# Your goal
Repeat exactly the lines from the first line of the records through the line containing "to the audio thread", and nothing more.

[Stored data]

▬▬▬

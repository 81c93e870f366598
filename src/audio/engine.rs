//! Rodio audio device
//!
//! Uses a channel-based architecture to handle rodio's non-Send stream.
//! The device spawns a dedicated audio thread that owns the playback infrastructure.

use super::device::AudioDevice;
use crate::error::PlaybackError;
use std::path::{Path, PathBuf};
use std::sync::{mpsc, Mutex};
use std::thread;
use tracing::{debug, error, info, warn};

type Reply = mpsc::Sender<Result<(), String>>;

/// Commands sent to the audio thread
enum AudioCommand {
    Load(PathBuf, Reply),
    Play(Reply),
    Pause(Reply),
    Unpause(Reply),
    Stop(Reply),
    Busy(mpsc::Sender<bool>),
    Shutdown,
}

/// Thread-safe handle to the audio output thread.
///
/// The thread is started lazily by [`AudioDevice::init`] and lives until the
/// device is dropped.
pub struct RodioDevice {
    sender: Mutex<Option<mpsc::Sender<AudioCommand>>>,
}

impl std::fmt::Debug for RodioDevice {
    fn fmt(&self, f: &mut std::fmt::Formatter<'_>) -> std::fmt::Result {
        f.debug_struct("RodioDevice").finish()
    }
}

impl Default for RodioDevice {
    fn default() -> Self {
        Self::new()
    }
}

impl RodioDevice {
    pub fn new() -> Self {
        Self {
            sender: Mutex::new(None),
        }
    }

    fn audio_thread(receiver: mpsc::Receiver<AudioCommand>, ready: Reply) {
        use rodio::{OutputStream, Sink};

        // Initialize audio output on this thread
        let (stream, stream_handle) = match OutputStream::try_default() {
            Ok(s) => s,
            Err(e) => {
                warn!("🔇 Failed to initialize audio output: {}", e);
                let _ = ready.send(Err(e.to_string()));
                return;
            }
        };

        // Keep stream alive
        let _stream = stream;
        let mut sink: Option<Sink> = None;
        let _ = ready.send(Ok(()));

        info!("🔊 Audio thread started");

        while let Ok(cmd) = receiver.recv() {
            match cmd {
                AudioCommand::Load(path, resp) => {
                    if let Some(old) = sink.take() {
                        old.stop();
                    }
                    let result = Self::load_sink(&stream_handle, &path).map(|loaded| {
                        info!("🔊 Loaded: {:?}", path.file_name().unwrap_or_default());
                        sink = Some(loaded);
                    });
                    if let Err(ref e) = result {
                        error!("❌ Failed to load {:?}: {}", path, e);
                    }
                    let _ = resp.send(result);
                }
                AudioCommand::Play(resp) => {
                    let result = match &sink {
                        Some(s) => {
                            s.play();
                            Ok(())
                        }
                        None => Err("nothing is loaded".to_string()),
                    };
                    let _ = resp.send(result);
                }
                AudioCommand::Pause(resp) => {
                    if let Some(s) = &sink {
                        s.pause();
                    }
                    let _ = resp.send(Ok(()));
                }
                AudioCommand::Unpause(resp) => {
                    if let Some(s) = &sink {
                        s.play();
                    }
                    let _ = resp.send(Ok(()));
                }
                AudioCommand::Stop(resp) => {
                    if let Some(s) = sink.take() {
                        debug!("🛑 Stopping playback");
                        s.stop();
                    }
                    let _ = resp.send(Ok(()));
                }
                AudioCommand::Busy(resp) => {
                    let busy = sink
                        .as_ref()
                        .map(|s| !s.empty() && !s.is_paused())
                        .unwrap_or(false);
                    let _ = resp.send(busy);
                }
                AudioCommand::Shutdown => break,
            }
        }

        if let Some(s) = sink.take() {
            s.stop();
        }
        info!("🔇 Audio thread stopped");
    }

    fn load_sink(handle: &rodio::OutputStreamHandle, path: &Path) -> Result<rodio::Sink, String> {
        // Decoded from memory: the file is closed before load returns
        let bytes = std::fs::read(path).map_err(|e| e.to_string())?;
        let source =
            rodio::Decoder::new(std::io::Cursor::new(bytes)).map_err(|e| e.to_string())?;
        let sink = rodio::Sink::try_new(handle).map_err(|e| e.to_string())?;
        sink.pause();
        sink.append(source);
        Ok(sink)
    }

    fn sender(&self) -> Result<mpsc::Sender<AudioCommand>, PlaybackError> {
        self.sender.lock()?.clone().ok_or_else(|| {
            PlaybackError::DeviceUnavailable("audio device is not initialized".to_string())
        })
    }

    /// Send a command and wait for the audio thread's answer
    fn call(
        &self,
        make: impl FnOnce(Reply) -> AudioCommand,
    ) -> Result<Result<(), String>, PlaybackError> {
        let sender = self.sender()?;
        let (tx, rx) = mpsc::channel();
        sender
            .send(make(tx))
            .map_err(|e| PlaybackError::Device(format!("Audio thread disconnected: {}", e)))?;
        rx.recv()
            .map_err(|e| PlaybackError::Device(format!("Audio thread disconnected: {}", e)))
    }

    fn simple(&self, make: impl FnOnce(Reply) -> AudioCommand) -> Result<(), PlaybackError> {
        self.call(make)?.map_err(PlaybackError::Device)
    }
}

impl AudioDevice for RodioDevice {
    fn init(&self) -> Result<(), PlaybackError> {
        let mut guard = self.sender.lock()?;
        if guard.is_some() {
            return Ok(());
        }

        let (sender, receiver) = mpsc::channel::<AudioCommand>();
        let (ready_tx, ready_rx) = mpsc::channel();

        // Spawn dedicated audio thread
        thread::Builder::new()
            .name("audio-playback".into())
            .spawn(move || Self::audio_thread(receiver, ready_tx))
            .map_err(|e| PlaybackError::DeviceUnavailable(e.to_string()))?;

        match ready_rx.recv() {
            Ok(Ok(())) => {
                *guard = Some(sender);
                Ok(())
            }
            Ok(Err(e)) => Err(PlaybackError::DeviceUnavailable(e)),
            Err(_) => Err(PlaybackError::DeviceUnavailable(
                "audio thread exited during startup".to_string(),
            )),
        }
    }

    fn load(&self, path: &Path) -> Result<(), PlaybackError> {
        let owned = path.to_path_buf();
        self.call(|tx| AudioCommand::Load(owned, tx))?
            .map_err(|message| PlaybackError::Load {
                path: path.to_path_buf(),
                message,
            })
    }

    fn play(&self) -> Result<(), PlaybackError> {
        self.simple(AudioCommand::Play)
    }

    fn pause(&self) -> Result<(), PlaybackError> {
        self.simple(AudioCommand::Pause)
    }

    fn unpause(&self) -> Result<(), PlaybackError> {
        self.simple(AudioCommand::Unpause)
    }

    fn stop(&self) -> Result<(), PlaybackError> {
        self.simple(AudioCommand::Stop)
    }

    fn release(&self) -> Result<(), PlaybackError> {
        // Audio is decoded from memory, so dropping the sink is all it takes
        self.stop()
    }

    fn is_busy(&self) -> bool {
        let Ok(sender) = self.sender() else {
            return false;
        };
        let (tx, rx) = mpsc::channel();
        if sender.send(AudioCommand::Busy(tx)).is_err() {
            return false;
        }
        rx.recv().unwrap_or(false)
    }

    fn name(&self) -> &str {
        "rodio"
    }
}

impl Drop for RodioDevice {
    fn drop(&mut self) {
        if let Ok(guard) = self.sender.lock() {
            if let Some(sender) = guard.as_ref() {
                let _ = sender.send(AudioCommand::Shutdown);
            }
        }
    }
}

▬▬▬

# The answer
repository 81c93e870f366598
filename src/audio/engine.rs
//! Rodio audio device
//!
//! Uses a channel-based architecture to handle rodio's non-Send stream.
//! The device spawns a dedicated audio thread that owns the playback infrastructure.

use super::device::AudioDevice;
use crate::error::PlaybackError;
use std::path::{Path, PathBuf};
use std::sync::{mpsc, Mutex};
use std::thread;
use tracing::{debug, error, info, warn};

type Reply = mpsc::Sender<Result<(), String>>;

/// Commands sent to the audio thread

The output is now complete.